#### Required work
Each line of the records below that contains "this" needs to be copied.

=== Given entries ===

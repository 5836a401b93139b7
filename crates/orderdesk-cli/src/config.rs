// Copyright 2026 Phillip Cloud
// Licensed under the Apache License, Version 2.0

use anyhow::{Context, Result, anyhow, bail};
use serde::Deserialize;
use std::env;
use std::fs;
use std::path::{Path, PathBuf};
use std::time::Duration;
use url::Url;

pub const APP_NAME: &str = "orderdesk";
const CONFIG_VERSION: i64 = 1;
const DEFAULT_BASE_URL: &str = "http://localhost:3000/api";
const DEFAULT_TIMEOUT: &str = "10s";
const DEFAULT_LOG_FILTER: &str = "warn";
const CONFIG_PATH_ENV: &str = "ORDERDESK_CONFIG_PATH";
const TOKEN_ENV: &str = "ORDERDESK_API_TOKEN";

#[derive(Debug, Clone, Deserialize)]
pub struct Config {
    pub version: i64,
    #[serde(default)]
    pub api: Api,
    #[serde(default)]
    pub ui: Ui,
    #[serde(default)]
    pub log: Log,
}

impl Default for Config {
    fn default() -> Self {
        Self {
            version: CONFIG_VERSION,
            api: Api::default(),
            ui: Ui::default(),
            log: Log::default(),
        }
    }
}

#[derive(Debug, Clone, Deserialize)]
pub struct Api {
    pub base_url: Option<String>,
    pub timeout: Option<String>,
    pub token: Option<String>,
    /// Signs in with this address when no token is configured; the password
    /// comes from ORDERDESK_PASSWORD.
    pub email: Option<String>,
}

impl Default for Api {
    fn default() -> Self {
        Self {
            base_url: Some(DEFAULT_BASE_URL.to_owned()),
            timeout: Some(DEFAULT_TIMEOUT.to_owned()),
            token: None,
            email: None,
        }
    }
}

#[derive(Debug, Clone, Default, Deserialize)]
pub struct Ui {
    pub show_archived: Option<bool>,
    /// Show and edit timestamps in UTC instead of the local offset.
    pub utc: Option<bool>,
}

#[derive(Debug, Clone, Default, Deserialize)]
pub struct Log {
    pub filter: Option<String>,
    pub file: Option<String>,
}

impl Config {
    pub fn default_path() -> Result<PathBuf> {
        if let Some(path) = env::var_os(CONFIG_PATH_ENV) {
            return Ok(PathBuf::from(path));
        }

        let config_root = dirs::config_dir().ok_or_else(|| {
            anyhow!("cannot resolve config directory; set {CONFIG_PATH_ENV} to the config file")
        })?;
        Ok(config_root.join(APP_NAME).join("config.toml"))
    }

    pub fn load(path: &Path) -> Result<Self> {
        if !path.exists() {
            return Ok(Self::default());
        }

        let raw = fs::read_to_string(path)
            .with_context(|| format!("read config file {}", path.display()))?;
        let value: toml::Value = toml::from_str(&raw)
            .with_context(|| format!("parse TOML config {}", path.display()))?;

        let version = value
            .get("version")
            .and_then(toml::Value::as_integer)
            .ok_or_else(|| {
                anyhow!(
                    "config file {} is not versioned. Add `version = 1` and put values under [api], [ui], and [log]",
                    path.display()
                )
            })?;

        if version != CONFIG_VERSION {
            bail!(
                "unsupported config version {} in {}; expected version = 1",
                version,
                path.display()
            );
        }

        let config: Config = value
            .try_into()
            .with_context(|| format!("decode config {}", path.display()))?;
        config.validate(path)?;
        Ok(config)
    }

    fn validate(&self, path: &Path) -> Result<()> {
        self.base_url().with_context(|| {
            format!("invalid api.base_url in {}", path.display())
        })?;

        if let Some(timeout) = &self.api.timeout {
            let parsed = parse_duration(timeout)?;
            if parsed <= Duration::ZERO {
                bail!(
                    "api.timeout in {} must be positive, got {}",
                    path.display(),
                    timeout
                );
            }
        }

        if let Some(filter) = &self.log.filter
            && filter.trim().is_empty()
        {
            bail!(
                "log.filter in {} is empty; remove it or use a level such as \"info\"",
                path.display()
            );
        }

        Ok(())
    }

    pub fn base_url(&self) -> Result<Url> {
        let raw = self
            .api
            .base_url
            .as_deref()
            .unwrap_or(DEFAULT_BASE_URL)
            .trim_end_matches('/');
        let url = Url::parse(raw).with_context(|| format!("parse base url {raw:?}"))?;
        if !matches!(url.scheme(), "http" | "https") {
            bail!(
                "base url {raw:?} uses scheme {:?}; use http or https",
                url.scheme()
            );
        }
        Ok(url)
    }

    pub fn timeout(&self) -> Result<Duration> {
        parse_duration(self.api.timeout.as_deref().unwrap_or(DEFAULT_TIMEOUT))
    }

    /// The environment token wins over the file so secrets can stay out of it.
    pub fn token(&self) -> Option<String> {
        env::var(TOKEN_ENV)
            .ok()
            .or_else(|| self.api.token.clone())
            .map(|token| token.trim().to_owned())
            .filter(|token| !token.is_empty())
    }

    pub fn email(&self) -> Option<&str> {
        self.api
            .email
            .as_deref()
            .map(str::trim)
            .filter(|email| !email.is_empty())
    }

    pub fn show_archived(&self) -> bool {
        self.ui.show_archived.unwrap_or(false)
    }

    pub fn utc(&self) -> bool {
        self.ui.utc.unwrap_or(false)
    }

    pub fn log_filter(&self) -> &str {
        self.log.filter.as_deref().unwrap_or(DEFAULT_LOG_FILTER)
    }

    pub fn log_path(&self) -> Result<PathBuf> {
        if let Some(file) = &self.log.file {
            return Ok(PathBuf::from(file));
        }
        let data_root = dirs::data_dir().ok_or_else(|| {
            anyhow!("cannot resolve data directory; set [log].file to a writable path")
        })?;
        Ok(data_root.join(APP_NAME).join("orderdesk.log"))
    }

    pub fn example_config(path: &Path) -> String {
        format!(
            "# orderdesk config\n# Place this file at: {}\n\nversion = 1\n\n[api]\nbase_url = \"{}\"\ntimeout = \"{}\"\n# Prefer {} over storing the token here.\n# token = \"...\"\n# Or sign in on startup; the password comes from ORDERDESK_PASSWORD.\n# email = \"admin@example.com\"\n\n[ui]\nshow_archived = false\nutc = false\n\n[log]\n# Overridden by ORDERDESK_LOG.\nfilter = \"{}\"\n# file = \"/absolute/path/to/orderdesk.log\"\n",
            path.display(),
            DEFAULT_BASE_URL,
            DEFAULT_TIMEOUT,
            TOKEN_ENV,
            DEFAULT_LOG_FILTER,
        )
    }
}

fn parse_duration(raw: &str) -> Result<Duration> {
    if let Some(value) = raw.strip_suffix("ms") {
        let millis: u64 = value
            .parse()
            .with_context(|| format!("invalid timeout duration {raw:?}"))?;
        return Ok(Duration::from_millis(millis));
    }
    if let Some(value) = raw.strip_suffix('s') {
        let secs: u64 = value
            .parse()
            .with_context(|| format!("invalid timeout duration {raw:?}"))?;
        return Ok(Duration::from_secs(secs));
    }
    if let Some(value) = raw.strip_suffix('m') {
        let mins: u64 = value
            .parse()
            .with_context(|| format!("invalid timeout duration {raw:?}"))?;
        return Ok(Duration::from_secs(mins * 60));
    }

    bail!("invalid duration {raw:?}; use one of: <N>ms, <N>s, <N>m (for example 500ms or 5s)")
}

===

#### Exercise answer
    /// Signs in with this address when no token is configured; the password
            "# orderdesk config\n# Place this file at: {}\n\nversion = 1\n\n[api]\nbase_url = \"{}\"\ntimeout = \"{}\"\n# Prefer {} over storing the token here.\n# token = \"...\"\n# Or sign in on startup; the password comes from ORDERDESK_PASSWORD.\n# email = \"admin@example.com\"\n\n[ui]\nshow_archived = false\nutc = false\n\n[log]\n# Overridden by ORDERDESK_LOG.\nfilter = \"{}\"\n# file = \"/absolute/path/to/orderdesk.log\"\n",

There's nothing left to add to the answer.